• _WORK REQUEST_:
Output must match the records, character for character.

• _INFORMATION GIVEN_:
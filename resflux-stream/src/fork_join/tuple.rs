// Copyright 2025 Umberto Gotti <umberto.gotti@umbertogotti.dev>
// Licensed under the Apache License, Version 2.0
// http://www.apache.org/licenses/LICENSE-2.0

//! Joins over tuples of sources with distinct success types.
//!
//! Every source keeps its own success type, so `(S1, S2)` joins into
//! `Result<(S1::Ok, S2::Ok), E>`. The failure type is shared by all sources.

use super::ForkJoinResultExt;
use futures::stream::{FusedStream, Stream, TryStream};
use std::pin::Pin;
use std::task::{Context, Poll};

macro_rules! impl_fork_join_tuple {
    ($name:ident, $count:expr; $($S:ident $value:ident $idx:tt),+) => {
        /// Join over a tuple of sources, created by
        /// [`ForkJoinResultExt::fork_join_result`].
        #[must_use = "streams do nothing unless polled"]
        pub struct $name<$($S: TryStream),+> {
            sources: ($(Option<Pin<Box<$S>>>,)+),
            slots: ($(Option<$S::Ok>,)+),
            pending: usize,
            terminated: bool,
        }

        // Sources are boxed and slots are never pinned.
        impl<$($S: TryStream),+> Unpin for $name<$($S),+> {}

        impl<$($S: TryStream),+> $name<$($S),+> {
            /// Number of sources that have not resolved yet.
            pub fn pending(&self) -> usize {
                self.pending
            }

            fn terminate(&mut self) {
                self.sources = ($(Option::<Pin<Box<$S>>>::None,)+);
                self.slots = ($(Option::<$S::Ok>::None,)+);
                self.terminated = true;
            }
        }

        impl<E, $($S),+> Stream for $name<$($S),+>
        where
            $($S: TryStream<Error = E>,)+
        {
            type Item = Result<($($S::Ok,)+), E>;

            fn poll_next(self: Pin<&mut Self>, cx: &mut Context<'_>) -> Poll<Option<Self::Item>> {
                let this = self.get_mut();

                if this.terminated {
                    return Poll::Ready(None);
                }

                $(
                    if let Some(polled) = this.sources.$idx
                        .as_mut()
                        .map(|source| source.as_mut().try_poll_next(cx))
                    {
                        match polled {
                            Poll::Ready(Some(Ok(value))) => {
                                this.slots.$idx = Some(value);
                                this.sources.$idx = None;
                                this.pending -= 1;
                            }
                            Poll::Ready(Some(Err(error))) => {
                                debug!("fork_join: tuple source {} failed", $idx);
                                this.terminate();
                                return Poll::Ready(Some(Err(error)));
                            }
                            Poll::Ready(None) => {
                                warn!(
                                    "fork_join: tuple source {} ended without a result, join cannot complete",
                                    $idx
                                );
                                this.terminate();
                                return Poll::Ready(None);
                            }
                            Poll::Pending => {}
                        }
                    }
                )+

                if this.pending > 0 {
                    return Poll::Pending;
                }

                let slots = ($(this.slots.$idx.take(),)+);
                this.terminate();

                match slots {
                    ($(Some($value),)+) => Poll::Ready(Some(Ok(($($value,)+)))),
                    _ => Poll::Ready(None),
                }
            }

            fn size_hint(&self) -> (usize, Option<usize>) {
                if self.terminated {
                    (0, Some(0))
                } else {
                    (0, Some(1))
                }
            }
        }

        impl<E, $($S),+> FusedStream for $name<$($S),+>
        where
            $($S: TryStream<Error = E>,)+
        {
            fn is_terminated(&self) -> bool {
                self.terminated
            }
        }

        impl<E, $($S),+> ForkJoinResultExt for ($($S,)+)
        where
            $($S: TryStream<Error = E>,)+
        {
            type Joined = $name<$($S),+>;

            fn fork_join_result(self) -> Self::Joined {
                $name {
                    sources: ($(Some(Box::pin(self.$idx)),)+),
                    slots: ($(Option::<$S::Ok>::None,)+),
                    pending: $count,
                    terminated: false,
                }
            }
        }
    };
}

impl_fork_join_tuple!(ForkJoin1, 1; S1 v1 0);
impl_fork_join_tuple!(ForkJoin2, 2; S1 v1 0, S2 v2 1);
impl_fork_join_tuple!(ForkJoin3, 3; S1 v1 0, S2 v2 1, S3 v3 2);
impl_fork_join_tuple!(ForkJoin4, 4; S1 v1 0, S2 v2 1, S3 v3 2, S4 v4 3);
impl_fork_join_tuple!(ForkJoin5, 5; S1 v1 0, S2 v2 1, S3 v3 2, S4 v4 3, S5 v5 4);
impl_fork_join_tuple!(ForkJoin6, 6; S1 v1 0, S2 v2 1, S3 v3 2, S4 v4 3, S5 v5 4, S6 v6 5);
impl_fork_join_tuple!(ForkJoin7, 7; S1 v1 0, S2 v2 1, S3 v3 2, S4 v4 3, S5 v5 4, S6 v6 5, S7 v7 6);
impl_fork_join_tuple!(ForkJoin8, 8; S1 v1 0, S2 v2 1, S3 v3 2, S4 v4 3, S5 v5 4, S6 v6 5, S7 v7 6, S8 v8 7);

• _TASK RESPONSE_:
filename resflux-stream/src/fork_join/tuple.rs
// Copyright 2025 Umberto Gotti <umberto.gotti@umbertogotti.dev>
// Licensed under the Apache License, Version 2.0
// http://www.apache.org/licenses/LICENSE-2.0

//! Joins over tuples of sources with distinct success types.
//!
//! Every source keeps its own success type, so `(S1, S2)` joins into
//! `Result<(S1::Ok, S2::Ok), E>`. The failure type is shared by all sources.

use super::ForkJoinResultExt;
use futures::stream::{FusedStream, Stream, TryStream};
use std::pin::Pin;
use std::task::{Context, Poll};

macro_rules! impl_fork_join_tuple {
    ($name:ident, $count:expr; $($S:ident $value:ident $idx:tt),+) => {
        /// Join over a tuple of sources, created by
        /// [`ForkJoinResultExt::fork_join_result`].
        #[must_use = "streams do nothing unless polled"]
        pub struct $name<$($S: TryStream),+> {
            sources: ($(Option<Pin<Box<$S>>>,)+),
            slots: ($(Option<$S::Ok>,)+),
            pending: usize,
            terminated: bool,
        }

        // Sources are boxed and slots are never pinned.
        impl<$($S: TryStream),+> Unpin for $name<$($S),+> {}

        impl<$($S: TryStream),+> $name<$($S),+> {
            /// Number of sources that have not resolved yet.
            pub fn pending(&self) -> usize {
                self.pending
            }

            fn terminate(&mut self) {
                self.sources = ($(Option::<Pin<Box<$S>>>::None,)+);
                self.slots = ($(Option::<$S::Ok>::None,)+);
                self.terminated = true;
            }
        }

        impl<E, $($S),+> Stream for $name<$($S),+>
        where
            $($S: TryStream<Error = E>,)+
        {
            type Item = Result<($($S::Ok,)+), E>;

            fn poll_next(self: Pin<&mut Self>, cx: &mut Context<'_>) -> Poll<Option<Self::Item>> {
                let this = self.get_mut();

                if this.terminated {
                    return Poll::Ready(None);
                }

                $(
                    if let Some(polled) = this.sources.$idx
                        .as_mut()
                        .map(|source| source.as_mut().try_poll_next(cx))
                    {
                        match polled {
                            Poll::Ready(Some(Ok(value))) => {
                                this.slots.$idx = Some(value);
                                this.sources.$idx = None;
                                this.pending -= 1;
                            }
                            Poll::Ready(Some(Err(error))) => {
                                debug!("fork_join: tuple source {} failed", $idx);
                                this.terminate();
                                return Poll::Ready(Some(Err(error)));
                            }
                            Poll::Ready(None) => {
                                warn!(
                                    "fork_join: tuple source {} ended without a result, join cannot complete",
                                    $idx
                                );
                                this.terminate();
                                return Poll::Ready(None);
                            }
                            Poll::Pending => {}
                        }
                    }
                )+

                if this.pending > 0 {
                    return Poll::Pending;
                }

                let slots = ($(this.slots.$idx.take(),)+);
                this.terminate();

                match slots {
                    ($(Some($value),)+) => Poll::Ready(Some(Ok(($($value,)+)))),
                    _ => Poll::Ready(None),
                }
            }

            fn size_hint(&self) -> (usize, Option<usize>) {
                if self.terminated {
                    (0, Some(0))
                } else {
                    (0, Some(1))
                }
            }
        }

        impl<E, $($S),+> FusedStream for $name<$($S),+>
        where
            $($S: TryStream<Error = E>,)+
        {
            fn is_terminated(&self) -> bool {
                self.terminated
            }
        }

        impl<E, $($S),+> ForkJoinResultExt for ($($S,)+)
        where
            $($S: TryStream<Error = E>,)+
        {
            type Joined = $name<$($S),+>;

            fn fork_join_result(self) -> Self::Joined {
                $name {
                    sources: ($(Some(Box::pin(self.$idx)),)+),
                    slots: ($(Option::<$S::Ok>::None,)+),
                    pending: $count,
                    terminated: false,
                }
            }
        }
    };
}

impl_fork_join_tuple!(ForkJoin1, 1; S1 v1 0);
impl_fork_join_tuple!(ForkJoin2, 2; S1 v1 0, S2 v2 1);
impl_fork_join_tuple!(ForkJoin3, 3; S1 v1 0, S2 v2 1, S3 v3 2);
impl_fork_join_tuple!(ForkJoin4, 4; S1 v1 0, S2 v2 1, S3 v3 2, S4 v4 3);
impl_fork_join_tuple!(ForkJoin5, 5; S1 v1 0, S2 v2 1, S3 v3 2, S4 v4 3, S5 v5 4);
impl_fork_join_tuple!(ForkJoin6, 6; S1 v1 0, S2 v2 1, S3 v3 2, S4 v4 3, S5 v5 4, S6 v6 5);
impl_fork_join_tuple!(ForkJoin7, 7; S1 v1 0, S2 v2 1, S3 v3 2, S4 v4 3, S5 v5 4, S6 v6 5, S7 v7 6);
impl_fork_join_tuple!(ForkJoin8, 8; S1 v1 0, S2 v2 1, S3 v3 2, S4 v4 3, S5 v5 4, S6 v6 5, S7 v7 6, S8 v8 7);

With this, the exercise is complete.